**AIM OF THE TASK**: Pull every line containing the word "TestInfo" from the records.

**Source records**:
********

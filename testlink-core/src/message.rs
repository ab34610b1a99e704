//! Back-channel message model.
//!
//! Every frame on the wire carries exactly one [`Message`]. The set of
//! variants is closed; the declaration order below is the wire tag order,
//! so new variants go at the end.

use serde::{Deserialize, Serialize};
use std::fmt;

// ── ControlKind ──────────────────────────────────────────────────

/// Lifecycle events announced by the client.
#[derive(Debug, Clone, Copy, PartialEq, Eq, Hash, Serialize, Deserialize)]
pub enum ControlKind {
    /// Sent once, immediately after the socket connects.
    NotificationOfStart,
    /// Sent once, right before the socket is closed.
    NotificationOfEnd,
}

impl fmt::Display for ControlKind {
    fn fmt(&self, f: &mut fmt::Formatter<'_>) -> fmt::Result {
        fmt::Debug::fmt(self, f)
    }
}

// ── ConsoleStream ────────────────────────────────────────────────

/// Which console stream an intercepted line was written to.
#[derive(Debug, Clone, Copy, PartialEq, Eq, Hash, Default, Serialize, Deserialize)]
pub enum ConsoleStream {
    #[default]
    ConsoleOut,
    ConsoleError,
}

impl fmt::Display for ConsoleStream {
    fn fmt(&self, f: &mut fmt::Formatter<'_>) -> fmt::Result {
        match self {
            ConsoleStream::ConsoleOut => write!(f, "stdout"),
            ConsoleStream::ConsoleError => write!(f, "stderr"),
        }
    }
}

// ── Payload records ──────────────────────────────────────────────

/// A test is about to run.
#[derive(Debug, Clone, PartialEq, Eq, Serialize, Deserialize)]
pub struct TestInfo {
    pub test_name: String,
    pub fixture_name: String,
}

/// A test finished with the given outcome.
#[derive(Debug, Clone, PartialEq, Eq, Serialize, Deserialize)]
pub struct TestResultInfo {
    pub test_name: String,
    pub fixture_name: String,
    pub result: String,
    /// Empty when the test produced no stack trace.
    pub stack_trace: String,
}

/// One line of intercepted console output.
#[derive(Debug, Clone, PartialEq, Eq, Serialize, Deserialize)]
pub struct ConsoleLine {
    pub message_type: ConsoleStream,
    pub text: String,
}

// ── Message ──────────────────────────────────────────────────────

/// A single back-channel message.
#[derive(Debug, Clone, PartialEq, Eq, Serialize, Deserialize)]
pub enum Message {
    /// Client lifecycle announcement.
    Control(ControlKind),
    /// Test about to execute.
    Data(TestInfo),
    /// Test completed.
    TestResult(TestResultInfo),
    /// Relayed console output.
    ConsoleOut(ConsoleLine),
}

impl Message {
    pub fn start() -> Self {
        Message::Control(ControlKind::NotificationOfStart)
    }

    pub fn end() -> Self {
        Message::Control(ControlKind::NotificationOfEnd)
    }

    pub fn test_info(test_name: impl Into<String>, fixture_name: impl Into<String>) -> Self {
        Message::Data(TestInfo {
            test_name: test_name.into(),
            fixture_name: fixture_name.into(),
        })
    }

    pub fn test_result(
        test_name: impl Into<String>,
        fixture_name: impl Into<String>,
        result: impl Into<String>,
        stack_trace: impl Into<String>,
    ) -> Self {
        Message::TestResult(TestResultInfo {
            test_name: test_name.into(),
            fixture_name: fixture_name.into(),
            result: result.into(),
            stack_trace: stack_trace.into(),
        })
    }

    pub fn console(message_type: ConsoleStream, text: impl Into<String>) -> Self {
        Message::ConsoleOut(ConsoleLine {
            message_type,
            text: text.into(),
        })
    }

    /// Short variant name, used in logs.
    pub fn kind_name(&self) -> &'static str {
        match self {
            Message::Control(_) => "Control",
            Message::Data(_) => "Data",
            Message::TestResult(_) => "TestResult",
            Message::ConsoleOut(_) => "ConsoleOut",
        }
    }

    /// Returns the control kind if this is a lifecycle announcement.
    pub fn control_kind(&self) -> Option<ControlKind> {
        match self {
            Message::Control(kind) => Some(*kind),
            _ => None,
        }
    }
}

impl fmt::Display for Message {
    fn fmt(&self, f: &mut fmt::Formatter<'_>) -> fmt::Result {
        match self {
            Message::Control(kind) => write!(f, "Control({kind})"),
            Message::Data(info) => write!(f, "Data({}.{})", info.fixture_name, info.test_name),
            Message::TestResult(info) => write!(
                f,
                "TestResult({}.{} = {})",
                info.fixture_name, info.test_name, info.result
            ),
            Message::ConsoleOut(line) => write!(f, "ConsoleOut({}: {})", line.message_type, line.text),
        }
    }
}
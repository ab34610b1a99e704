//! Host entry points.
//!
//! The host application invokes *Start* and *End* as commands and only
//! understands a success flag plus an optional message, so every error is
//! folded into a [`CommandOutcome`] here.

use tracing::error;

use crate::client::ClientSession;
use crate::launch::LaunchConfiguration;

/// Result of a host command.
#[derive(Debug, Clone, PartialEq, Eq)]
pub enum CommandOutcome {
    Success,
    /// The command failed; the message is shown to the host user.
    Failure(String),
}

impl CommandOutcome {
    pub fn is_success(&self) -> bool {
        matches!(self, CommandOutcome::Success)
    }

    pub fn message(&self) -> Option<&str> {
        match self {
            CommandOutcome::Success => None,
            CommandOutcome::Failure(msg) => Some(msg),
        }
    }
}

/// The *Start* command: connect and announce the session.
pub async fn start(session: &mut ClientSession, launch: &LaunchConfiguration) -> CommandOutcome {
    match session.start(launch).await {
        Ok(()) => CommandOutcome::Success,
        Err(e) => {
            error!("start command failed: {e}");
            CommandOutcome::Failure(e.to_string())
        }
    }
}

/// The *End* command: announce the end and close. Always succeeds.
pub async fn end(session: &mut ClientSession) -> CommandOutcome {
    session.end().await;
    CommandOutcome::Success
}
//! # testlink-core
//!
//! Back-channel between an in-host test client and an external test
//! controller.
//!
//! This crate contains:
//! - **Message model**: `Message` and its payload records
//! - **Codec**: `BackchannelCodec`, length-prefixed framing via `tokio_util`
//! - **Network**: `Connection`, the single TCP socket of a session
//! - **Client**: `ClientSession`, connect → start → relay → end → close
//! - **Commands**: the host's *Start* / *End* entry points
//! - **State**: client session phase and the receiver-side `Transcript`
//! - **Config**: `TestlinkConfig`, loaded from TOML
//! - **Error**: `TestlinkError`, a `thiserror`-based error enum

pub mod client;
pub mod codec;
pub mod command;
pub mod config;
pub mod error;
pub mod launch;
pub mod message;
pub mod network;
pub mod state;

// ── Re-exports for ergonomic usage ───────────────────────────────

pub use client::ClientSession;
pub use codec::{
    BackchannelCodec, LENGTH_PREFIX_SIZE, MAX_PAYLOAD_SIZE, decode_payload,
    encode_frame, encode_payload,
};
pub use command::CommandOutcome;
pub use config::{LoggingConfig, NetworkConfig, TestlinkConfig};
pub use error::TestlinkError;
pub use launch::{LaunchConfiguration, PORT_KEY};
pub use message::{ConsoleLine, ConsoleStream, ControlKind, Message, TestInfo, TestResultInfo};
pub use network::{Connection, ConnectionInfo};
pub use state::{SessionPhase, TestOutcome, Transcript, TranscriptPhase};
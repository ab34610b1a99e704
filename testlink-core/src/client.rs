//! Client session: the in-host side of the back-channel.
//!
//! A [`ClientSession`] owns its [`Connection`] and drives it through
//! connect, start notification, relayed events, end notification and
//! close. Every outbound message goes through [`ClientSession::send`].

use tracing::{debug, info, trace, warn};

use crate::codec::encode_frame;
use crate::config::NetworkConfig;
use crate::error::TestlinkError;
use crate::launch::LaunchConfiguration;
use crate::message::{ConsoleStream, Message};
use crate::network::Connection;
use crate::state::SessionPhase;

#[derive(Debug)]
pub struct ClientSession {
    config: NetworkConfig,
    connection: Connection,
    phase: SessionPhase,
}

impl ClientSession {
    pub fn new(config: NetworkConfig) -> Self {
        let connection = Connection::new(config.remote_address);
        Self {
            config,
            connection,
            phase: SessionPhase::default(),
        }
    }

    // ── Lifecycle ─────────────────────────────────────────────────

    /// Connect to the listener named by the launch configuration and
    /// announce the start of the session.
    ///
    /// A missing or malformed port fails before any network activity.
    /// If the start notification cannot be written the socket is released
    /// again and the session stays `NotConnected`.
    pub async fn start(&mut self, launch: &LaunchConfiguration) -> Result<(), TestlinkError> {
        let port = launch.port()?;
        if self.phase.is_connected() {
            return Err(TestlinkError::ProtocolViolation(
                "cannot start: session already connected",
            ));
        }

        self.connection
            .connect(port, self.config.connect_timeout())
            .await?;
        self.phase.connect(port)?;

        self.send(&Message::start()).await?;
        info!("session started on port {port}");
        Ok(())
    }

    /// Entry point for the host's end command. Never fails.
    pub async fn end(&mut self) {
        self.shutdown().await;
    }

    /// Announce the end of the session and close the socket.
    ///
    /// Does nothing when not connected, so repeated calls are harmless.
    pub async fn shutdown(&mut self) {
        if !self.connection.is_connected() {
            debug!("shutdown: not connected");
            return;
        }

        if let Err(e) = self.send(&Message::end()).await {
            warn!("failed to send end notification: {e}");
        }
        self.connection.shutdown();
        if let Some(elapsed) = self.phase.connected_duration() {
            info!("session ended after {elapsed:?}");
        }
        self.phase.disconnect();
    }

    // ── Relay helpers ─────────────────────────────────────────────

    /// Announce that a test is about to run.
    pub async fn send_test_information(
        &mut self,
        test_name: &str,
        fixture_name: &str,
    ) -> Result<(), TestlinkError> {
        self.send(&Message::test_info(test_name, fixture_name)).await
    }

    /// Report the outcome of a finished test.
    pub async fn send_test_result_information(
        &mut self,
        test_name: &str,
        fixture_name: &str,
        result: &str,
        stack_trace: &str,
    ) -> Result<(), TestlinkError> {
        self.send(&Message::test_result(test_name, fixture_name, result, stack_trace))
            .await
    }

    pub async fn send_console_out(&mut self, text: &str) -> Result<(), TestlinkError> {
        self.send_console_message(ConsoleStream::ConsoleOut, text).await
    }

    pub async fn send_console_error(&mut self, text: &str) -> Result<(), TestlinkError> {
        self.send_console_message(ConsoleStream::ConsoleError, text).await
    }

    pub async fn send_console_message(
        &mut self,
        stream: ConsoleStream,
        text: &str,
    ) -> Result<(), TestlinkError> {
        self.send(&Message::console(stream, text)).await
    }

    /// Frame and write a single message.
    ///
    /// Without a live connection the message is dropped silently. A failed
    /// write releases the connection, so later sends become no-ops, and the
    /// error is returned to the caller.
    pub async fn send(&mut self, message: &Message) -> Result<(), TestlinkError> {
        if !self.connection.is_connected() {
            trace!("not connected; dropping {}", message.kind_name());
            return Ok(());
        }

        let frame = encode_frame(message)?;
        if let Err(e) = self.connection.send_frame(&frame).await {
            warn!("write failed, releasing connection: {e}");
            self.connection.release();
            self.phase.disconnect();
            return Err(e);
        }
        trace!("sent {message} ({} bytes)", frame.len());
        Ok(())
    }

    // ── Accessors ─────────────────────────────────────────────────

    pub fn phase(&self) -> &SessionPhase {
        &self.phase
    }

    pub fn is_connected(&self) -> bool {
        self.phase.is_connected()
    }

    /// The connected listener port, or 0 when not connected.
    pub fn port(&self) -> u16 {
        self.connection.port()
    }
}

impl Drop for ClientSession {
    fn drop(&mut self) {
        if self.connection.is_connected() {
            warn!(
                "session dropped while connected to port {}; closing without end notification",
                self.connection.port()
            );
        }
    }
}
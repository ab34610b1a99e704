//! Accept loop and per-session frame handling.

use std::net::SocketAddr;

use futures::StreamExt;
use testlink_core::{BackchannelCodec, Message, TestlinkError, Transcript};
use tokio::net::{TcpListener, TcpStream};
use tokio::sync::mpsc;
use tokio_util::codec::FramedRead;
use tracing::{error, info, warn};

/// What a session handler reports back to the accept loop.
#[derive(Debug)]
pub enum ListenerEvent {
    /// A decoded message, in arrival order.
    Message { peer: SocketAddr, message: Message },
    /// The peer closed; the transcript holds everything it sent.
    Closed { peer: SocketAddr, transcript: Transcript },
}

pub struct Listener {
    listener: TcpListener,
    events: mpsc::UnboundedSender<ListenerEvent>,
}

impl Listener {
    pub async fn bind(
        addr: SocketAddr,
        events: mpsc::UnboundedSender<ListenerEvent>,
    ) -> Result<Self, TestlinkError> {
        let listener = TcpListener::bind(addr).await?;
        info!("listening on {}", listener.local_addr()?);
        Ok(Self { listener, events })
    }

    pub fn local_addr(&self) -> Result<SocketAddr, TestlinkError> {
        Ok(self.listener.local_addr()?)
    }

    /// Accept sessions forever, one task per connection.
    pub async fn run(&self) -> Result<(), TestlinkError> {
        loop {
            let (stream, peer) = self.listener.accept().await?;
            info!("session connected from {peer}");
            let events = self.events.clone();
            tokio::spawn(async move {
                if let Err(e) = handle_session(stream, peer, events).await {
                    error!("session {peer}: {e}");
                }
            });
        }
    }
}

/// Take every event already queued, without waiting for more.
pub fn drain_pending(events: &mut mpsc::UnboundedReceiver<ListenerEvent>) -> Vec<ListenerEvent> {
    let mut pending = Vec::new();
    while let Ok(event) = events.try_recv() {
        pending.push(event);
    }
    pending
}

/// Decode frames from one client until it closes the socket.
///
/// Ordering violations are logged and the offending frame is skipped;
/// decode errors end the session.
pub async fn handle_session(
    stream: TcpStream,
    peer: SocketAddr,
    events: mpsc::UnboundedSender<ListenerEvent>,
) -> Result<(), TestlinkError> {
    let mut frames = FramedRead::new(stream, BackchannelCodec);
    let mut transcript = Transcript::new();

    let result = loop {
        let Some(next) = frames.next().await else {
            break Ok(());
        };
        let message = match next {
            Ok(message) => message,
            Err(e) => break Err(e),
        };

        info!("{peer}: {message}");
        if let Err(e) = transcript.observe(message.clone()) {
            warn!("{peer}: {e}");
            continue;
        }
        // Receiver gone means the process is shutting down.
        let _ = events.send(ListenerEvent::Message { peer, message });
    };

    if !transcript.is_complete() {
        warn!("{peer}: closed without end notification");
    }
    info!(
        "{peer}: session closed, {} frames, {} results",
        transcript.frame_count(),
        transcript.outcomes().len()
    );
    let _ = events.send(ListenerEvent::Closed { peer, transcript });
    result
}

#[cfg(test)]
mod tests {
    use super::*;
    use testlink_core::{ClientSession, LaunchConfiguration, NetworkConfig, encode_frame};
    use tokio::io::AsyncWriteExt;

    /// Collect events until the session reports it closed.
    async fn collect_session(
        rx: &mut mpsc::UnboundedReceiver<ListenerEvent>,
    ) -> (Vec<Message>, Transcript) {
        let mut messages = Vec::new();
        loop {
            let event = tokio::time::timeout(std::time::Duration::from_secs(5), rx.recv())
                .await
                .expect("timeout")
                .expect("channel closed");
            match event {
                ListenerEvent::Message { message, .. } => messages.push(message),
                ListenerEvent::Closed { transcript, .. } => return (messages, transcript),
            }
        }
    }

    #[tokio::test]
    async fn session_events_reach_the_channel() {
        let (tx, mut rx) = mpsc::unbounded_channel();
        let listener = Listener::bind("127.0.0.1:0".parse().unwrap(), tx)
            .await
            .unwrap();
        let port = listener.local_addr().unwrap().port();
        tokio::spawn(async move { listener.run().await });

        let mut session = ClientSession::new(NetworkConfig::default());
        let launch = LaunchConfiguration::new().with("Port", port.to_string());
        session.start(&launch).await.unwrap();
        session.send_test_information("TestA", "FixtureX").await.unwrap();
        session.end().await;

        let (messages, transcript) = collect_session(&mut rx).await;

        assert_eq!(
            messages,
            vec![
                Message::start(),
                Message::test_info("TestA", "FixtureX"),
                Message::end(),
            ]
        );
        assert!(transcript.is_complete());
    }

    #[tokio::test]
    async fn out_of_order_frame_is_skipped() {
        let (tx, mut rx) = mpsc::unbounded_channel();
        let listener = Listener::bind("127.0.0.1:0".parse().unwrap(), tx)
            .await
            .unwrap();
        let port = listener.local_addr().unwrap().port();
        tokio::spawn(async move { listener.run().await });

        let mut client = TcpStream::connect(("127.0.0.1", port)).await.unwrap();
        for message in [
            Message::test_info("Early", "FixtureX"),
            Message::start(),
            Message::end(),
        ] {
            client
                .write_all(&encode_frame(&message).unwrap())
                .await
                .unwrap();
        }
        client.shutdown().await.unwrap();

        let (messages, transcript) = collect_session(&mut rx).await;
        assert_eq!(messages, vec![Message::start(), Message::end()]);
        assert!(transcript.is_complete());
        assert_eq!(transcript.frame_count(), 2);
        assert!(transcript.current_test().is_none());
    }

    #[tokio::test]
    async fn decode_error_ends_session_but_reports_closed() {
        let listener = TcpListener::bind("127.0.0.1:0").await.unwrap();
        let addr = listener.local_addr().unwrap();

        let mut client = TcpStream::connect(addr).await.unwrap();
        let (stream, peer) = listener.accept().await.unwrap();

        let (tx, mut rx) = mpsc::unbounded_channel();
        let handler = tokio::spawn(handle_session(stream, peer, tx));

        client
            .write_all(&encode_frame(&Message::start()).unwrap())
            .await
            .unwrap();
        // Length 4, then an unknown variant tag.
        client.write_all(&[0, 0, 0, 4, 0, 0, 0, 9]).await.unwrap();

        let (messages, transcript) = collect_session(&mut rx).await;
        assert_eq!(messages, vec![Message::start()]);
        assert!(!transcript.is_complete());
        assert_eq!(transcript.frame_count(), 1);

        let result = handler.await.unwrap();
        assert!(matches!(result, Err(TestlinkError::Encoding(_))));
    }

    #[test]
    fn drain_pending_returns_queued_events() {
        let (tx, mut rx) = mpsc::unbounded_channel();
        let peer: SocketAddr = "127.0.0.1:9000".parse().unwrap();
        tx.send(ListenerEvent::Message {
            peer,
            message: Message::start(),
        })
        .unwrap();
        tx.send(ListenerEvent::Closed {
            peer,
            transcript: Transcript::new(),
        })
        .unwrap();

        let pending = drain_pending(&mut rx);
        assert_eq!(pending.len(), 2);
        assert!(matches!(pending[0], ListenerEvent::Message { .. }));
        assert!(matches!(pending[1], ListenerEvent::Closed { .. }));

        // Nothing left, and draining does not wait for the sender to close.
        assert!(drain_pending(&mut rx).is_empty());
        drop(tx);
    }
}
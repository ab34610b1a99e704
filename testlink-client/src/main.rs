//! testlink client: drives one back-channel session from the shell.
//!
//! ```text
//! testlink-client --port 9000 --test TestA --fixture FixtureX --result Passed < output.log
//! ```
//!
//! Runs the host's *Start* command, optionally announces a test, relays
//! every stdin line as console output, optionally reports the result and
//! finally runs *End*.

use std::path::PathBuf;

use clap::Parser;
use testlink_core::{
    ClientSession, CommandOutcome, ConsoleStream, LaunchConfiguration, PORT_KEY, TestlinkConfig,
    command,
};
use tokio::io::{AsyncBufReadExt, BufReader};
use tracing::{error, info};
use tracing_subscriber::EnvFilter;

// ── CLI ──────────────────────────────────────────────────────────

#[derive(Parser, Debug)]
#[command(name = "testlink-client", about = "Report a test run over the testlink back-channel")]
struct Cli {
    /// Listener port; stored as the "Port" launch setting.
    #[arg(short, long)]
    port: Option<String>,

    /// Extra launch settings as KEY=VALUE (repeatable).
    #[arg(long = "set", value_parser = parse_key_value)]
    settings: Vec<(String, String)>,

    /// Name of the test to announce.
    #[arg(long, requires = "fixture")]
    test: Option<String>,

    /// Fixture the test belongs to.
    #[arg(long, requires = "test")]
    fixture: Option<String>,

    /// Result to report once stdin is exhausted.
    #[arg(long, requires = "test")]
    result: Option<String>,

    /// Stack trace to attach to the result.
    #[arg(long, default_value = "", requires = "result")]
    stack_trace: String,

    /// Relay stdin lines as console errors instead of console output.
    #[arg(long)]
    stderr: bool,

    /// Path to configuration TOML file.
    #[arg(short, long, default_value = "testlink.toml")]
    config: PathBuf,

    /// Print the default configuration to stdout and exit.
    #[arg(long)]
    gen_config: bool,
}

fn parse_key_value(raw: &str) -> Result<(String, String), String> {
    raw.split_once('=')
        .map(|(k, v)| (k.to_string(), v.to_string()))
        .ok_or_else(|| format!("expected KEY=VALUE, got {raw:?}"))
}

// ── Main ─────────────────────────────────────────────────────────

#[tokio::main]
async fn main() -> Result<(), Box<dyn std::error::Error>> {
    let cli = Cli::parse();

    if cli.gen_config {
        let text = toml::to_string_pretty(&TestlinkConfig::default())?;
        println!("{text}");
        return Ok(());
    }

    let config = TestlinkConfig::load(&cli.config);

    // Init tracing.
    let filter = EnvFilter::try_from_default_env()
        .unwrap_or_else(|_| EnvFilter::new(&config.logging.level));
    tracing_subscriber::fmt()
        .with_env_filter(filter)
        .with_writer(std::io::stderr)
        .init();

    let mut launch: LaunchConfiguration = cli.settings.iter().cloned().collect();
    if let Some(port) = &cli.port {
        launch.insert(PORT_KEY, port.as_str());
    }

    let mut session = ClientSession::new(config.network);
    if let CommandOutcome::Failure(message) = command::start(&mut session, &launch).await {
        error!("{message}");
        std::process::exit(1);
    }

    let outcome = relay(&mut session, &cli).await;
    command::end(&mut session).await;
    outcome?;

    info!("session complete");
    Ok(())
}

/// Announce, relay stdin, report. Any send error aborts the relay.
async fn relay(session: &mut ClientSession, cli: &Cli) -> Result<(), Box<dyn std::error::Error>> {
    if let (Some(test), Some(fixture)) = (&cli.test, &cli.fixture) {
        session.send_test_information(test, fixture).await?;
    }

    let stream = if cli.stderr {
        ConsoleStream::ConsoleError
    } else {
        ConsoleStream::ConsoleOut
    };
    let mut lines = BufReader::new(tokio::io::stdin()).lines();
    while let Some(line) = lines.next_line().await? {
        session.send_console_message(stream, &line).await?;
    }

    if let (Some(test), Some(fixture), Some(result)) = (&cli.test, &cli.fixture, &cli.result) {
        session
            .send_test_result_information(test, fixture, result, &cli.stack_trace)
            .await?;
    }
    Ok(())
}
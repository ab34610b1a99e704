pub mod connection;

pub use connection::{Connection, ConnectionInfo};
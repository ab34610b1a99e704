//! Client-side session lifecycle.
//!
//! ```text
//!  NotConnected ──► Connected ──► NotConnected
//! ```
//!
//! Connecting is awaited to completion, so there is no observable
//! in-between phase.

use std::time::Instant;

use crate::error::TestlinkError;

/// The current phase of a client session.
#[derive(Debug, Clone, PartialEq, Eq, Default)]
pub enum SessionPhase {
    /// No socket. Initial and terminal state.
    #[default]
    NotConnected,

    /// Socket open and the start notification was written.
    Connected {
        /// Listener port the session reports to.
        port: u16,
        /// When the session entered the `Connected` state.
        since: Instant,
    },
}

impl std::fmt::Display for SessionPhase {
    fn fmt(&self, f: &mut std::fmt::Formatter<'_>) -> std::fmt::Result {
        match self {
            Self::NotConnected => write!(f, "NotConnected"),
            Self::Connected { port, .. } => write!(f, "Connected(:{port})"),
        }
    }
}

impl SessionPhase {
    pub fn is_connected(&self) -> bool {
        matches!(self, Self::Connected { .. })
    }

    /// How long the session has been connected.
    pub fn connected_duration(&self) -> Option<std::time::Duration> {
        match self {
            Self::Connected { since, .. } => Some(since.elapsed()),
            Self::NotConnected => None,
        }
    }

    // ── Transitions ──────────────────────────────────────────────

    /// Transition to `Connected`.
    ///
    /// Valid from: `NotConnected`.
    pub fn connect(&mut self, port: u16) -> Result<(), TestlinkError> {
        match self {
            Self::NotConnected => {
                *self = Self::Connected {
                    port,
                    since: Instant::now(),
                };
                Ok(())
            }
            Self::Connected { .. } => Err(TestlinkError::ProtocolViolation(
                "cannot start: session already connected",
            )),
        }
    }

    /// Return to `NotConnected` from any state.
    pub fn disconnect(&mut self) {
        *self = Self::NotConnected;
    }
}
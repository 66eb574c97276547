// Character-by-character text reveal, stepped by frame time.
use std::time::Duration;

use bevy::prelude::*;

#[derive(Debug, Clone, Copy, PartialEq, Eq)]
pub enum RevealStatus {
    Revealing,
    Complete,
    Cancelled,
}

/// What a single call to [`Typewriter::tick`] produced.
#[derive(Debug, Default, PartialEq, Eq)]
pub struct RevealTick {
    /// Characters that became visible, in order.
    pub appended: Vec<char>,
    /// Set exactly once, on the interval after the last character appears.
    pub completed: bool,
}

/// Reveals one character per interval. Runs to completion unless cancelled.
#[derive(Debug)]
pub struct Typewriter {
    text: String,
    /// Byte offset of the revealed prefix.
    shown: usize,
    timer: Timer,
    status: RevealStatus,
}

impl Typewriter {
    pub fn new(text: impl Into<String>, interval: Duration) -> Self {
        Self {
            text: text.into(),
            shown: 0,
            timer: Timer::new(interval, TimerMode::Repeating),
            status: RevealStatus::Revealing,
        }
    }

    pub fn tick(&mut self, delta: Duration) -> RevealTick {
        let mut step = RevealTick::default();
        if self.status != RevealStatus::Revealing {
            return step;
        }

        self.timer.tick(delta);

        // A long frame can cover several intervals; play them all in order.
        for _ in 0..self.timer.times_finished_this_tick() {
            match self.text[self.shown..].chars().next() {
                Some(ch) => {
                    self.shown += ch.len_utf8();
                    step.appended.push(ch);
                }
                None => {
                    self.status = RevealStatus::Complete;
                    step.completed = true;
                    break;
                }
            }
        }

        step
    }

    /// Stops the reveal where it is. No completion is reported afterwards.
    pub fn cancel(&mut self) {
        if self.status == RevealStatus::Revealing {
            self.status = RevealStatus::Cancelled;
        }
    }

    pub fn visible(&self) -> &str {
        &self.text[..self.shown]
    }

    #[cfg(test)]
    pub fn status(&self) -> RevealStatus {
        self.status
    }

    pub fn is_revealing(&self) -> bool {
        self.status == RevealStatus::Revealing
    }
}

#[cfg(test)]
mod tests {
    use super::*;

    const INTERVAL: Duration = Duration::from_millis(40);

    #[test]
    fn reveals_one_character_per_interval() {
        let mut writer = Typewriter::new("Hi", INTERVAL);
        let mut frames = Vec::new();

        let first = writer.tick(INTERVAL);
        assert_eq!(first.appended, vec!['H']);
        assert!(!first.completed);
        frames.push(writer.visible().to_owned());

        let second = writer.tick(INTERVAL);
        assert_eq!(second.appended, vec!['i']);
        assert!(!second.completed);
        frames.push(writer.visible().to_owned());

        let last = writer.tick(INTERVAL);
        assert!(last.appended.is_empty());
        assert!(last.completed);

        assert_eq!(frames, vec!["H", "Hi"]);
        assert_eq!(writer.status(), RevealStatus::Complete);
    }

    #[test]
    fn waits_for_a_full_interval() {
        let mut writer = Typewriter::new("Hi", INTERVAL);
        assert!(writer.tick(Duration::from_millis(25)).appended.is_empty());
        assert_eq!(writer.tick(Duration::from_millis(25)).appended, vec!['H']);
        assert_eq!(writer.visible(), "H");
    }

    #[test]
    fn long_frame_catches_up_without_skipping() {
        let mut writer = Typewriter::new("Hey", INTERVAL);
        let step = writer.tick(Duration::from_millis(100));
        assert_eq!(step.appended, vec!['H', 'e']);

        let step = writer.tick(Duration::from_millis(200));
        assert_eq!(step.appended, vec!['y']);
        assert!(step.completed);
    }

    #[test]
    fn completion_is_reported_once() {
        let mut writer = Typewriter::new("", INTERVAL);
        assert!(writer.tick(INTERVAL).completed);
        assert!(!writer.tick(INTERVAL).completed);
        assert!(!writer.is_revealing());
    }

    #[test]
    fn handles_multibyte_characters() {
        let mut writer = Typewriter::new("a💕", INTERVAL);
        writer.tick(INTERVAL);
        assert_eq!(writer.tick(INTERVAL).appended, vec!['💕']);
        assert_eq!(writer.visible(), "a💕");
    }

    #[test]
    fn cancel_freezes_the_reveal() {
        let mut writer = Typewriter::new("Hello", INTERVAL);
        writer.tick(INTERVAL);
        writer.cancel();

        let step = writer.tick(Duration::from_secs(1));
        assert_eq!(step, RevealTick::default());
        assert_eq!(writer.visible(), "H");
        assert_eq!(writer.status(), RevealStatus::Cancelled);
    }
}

********

**EXERCISE ANSWER**:
pub struct TestInfo {
    Data(TestInfo),
        Message::Data(TestInfo {
pub use message::{ConsoleLine, ConsoleStream, ControlKind, Message, TestInfo, TestResultInfo};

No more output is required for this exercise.